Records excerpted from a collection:

□ □ □

//! Bounded, non-blocking FIFO queues.
//!
//! Both the ingestion path (capture -> aggregator) and the write-behind path
//! (aggregator -> batch writer) sit on a [`BoundedQueue`]. Producers never
//! block: once the queue holds `capacity` items, new items are dropped and
//! counted.

use log::debug;
use parking_lot::Mutex;
use std::collections::VecDeque;
use std::sync::atomic::{AtomicU64, Ordering};

/// Capacity-bounded FIFO with drop-on-full enqueue.
#[derive(Debug)]
pub struct BoundedQueue<T> {
    name: &'static str,
    capacity: usize,
    items: Mutex<VecDeque<T>>,
    dropped: AtomicU64,
}

impl<T> BoundedQueue<T> {
    /// Create a queue holding at most `capacity` items.
    ///
    /// `name` labels the drop counter exported as `<name>_dropped_total`.
    pub fn new(name: &'static str, capacity: usize) -> Self {
        Self {
            name,
            capacity,
            items: Mutex::new(VecDeque::with_capacity(capacity.min(1024))),
            dropped: AtomicU64::new(0),
        }
    }

    /// Append `item` unless the queue is full.
    ///
    /// Returns `false` when the item was dropped. Never blocks beyond the
    /// short critical section guarding the buffer.
    pub fn try_enqueue(&self, item: T) -> bool {
        let mut items = self.items.lock();
        if items.len() >= self.capacity {
            drop(items);
            let total = self.dropped.fetch_add(1, Ordering::Relaxed) + 1;
            metrics::increment_counter!(self.drop_metric());
            debug!("{} queue full, dropped item ({} dropped so far)", self.name, total);
            return false;
        }
        items.push_back(item);
        true
    }

    /// Remove and return everything currently queued, oldest first.
    pub fn drain_all(&self) -> Vec<T> {
        let mut items = self.items.lock();
        std::mem::take(&mut *items).into()
    }

    /// Remove and return at most `max` items, oldest first.
    pub fn drain_up_to(&self, max: usize) -> Vec<T> {
        let mut items = self.items.lock();
        let n = max.min(items.len());
        items.drain(..n).collect()
    }

    pub fn len(&self) -> usize {
        self.items.lock().len()
    }

    pub fn is_empty(&self) -> bool {
        self.items.lock().is_empty()
    }

    pub fn capacity(&self) -> usize {
        self.capacity
    }

    /// Number of items rejected because the queue was full.
    pub fn dropped(&self) -> u64 {
        self.dropped.load(Ordering::Relaxed)
    }

    fn drop_metric(&self) -> &'static str {
        match self.name {
            "ingestion" => "ingestion_dropped_total",
            "persistence" => "persistence_dropped_total",
            _ => "queue_dropped_total",
        }
    }
}

#[cfg(test)]
mod tests {
    use super::*;

    #[test]
    fn test_overflow_drops_newest() {
        let queue = BoundedQueue::new("test", 3);
        for i in 0..10 {
            queue.try_enqueue(i);
            assert!(queue.len() <= queue.capacity());
        }

        assert_eq!(queue.dropped(), 7);
        assert_eq!(queue.drain_all(), vec![0, 1, 2]);
        assert!(queue.is_empty());
    }

    #[test]
    fn test_drain_up_to_keeps_remainder() {
        let queue = BoundedQueue::new("test", 10);
        for i in 0..5 {
            assert!(queue.try_enqueue(i));
        }

        assert_eq!(queue.drain_up_to(2), vec![0, 1]);
        assert_eq!(queue.len(), 3);
        assert_eq!(queue.drain_up_to(100), vec![2, 3, 4]);
        assert!(queue.drain_up_to(100).is_empty());
    }

    #[test]
    fn test_zero_capacity_rejects_everything() {
        let queue = BoundedQueue::new("test", 0);
        assert!(!queue.try_enqueue("x"));
        assert_eq!(queue.dropped(), 1);
    }

    #[test]
    fn test_concurrent_producers_respect_capacity() {
        let queue = std::sync::Arc::new(BoundedQueue::new("test", 100));
        let handles: Vec<_> = (0..4)
            .map(|_| {
                let queue = queue.clone();
                std::thread::spawn(move || {
                    for i in 0..100 {
                        queue.try_enqueue(i);
                    }
                })
            })
            .collect();
        for handle in handles {
            handle.join().unwrap();
        }

        assert_eq!(queue.len(), 100);
        assert_eq!(queue.dropped(), 300);
    }
}
//! The published analysis result.
//!
//! The aggregator is the only writer. Each window it builds a complete
//! [`AnalysisSnapshot`] and swaps it in whole; readers hold an `Arc` to
//! whichever snapshot was current when they asked, so they never observe a
//! half-built value.

use std::sync::Arc;

use parking_lot::RwLock;
use serde::Serialize;

use crate::core::classifier::ClassifiedFlow;

/// Result of one analysis window
#[derive(Debug, Clone, PartialEq, Default, Serialize)]
pub struct AnalysisSnapshot {
    /// Unix timestamp (seconds) of the window that produced the flows
    pub timestamp: i64,
    /// Observations drained in the last window
    pub total_packets: u64,
    /// Observations per second
    pub inbound_rate: f64,
    /// Every classified flow of the window, ordered by source IP
    pub classified_flows: Vec<ClassifiedFlow>,
}

impl AnalysisSnapshot {
    /// Fully zeroed snapshot, used while monitoring is stopped.
    pub fn empty(timestamp: i64) -> Self {
        Self {
            timestamp,
            ..Default::default()
        }
    }

    /// Snapshot for an empty window: the rate fades, the packet count resets
    /// and the previous flows stay visible.
    pub fn decayed(&self, factor: f64) -> Self {
        Self {
            timestamp: self.timestamp,
            total_packets: 0,
            inbound_rate: self.inbound_rate * factor,
            classified_flows: self.classified_flows.clone(),
        }
    }

    pub fn flow(&self, ip: &str) -> Option<&ClassifiedFlow> {
        self.classified_flows.iter().find(|f| f.ip() == ip)
    }
}

/// Single-writer cell holding the current snapshot
#[derive(Debug, Default)]
pub struct SnapshotPublisher {
    current: RwLock<Arc<AnalysisSnapshot>>,
}

impl SnapshotPublisher {
    pub fn new() -> Self {
        Self::default()
    }

    /// Replace the held snapshot.
    pub fn publish(&self, snapshot: AnalysisSnapshot) {
        let snapshot = Arc::new(snapshot);
        metrics::gauge!("inbound_rate", snapshot.inbound_rate);
        metrics::gauge!("flows_in_window", snapshot.classified_flows.len() as f64);
        *self.current.write() = snapshot;
    }

    pub fn read(&self) -> Arc<AnalysisSnapshot> {
        self.current.read().clone()
    }
}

□ □ □

Go through the records, tally the lines holding the word "ClassifiedFlow", and give only the tally.

3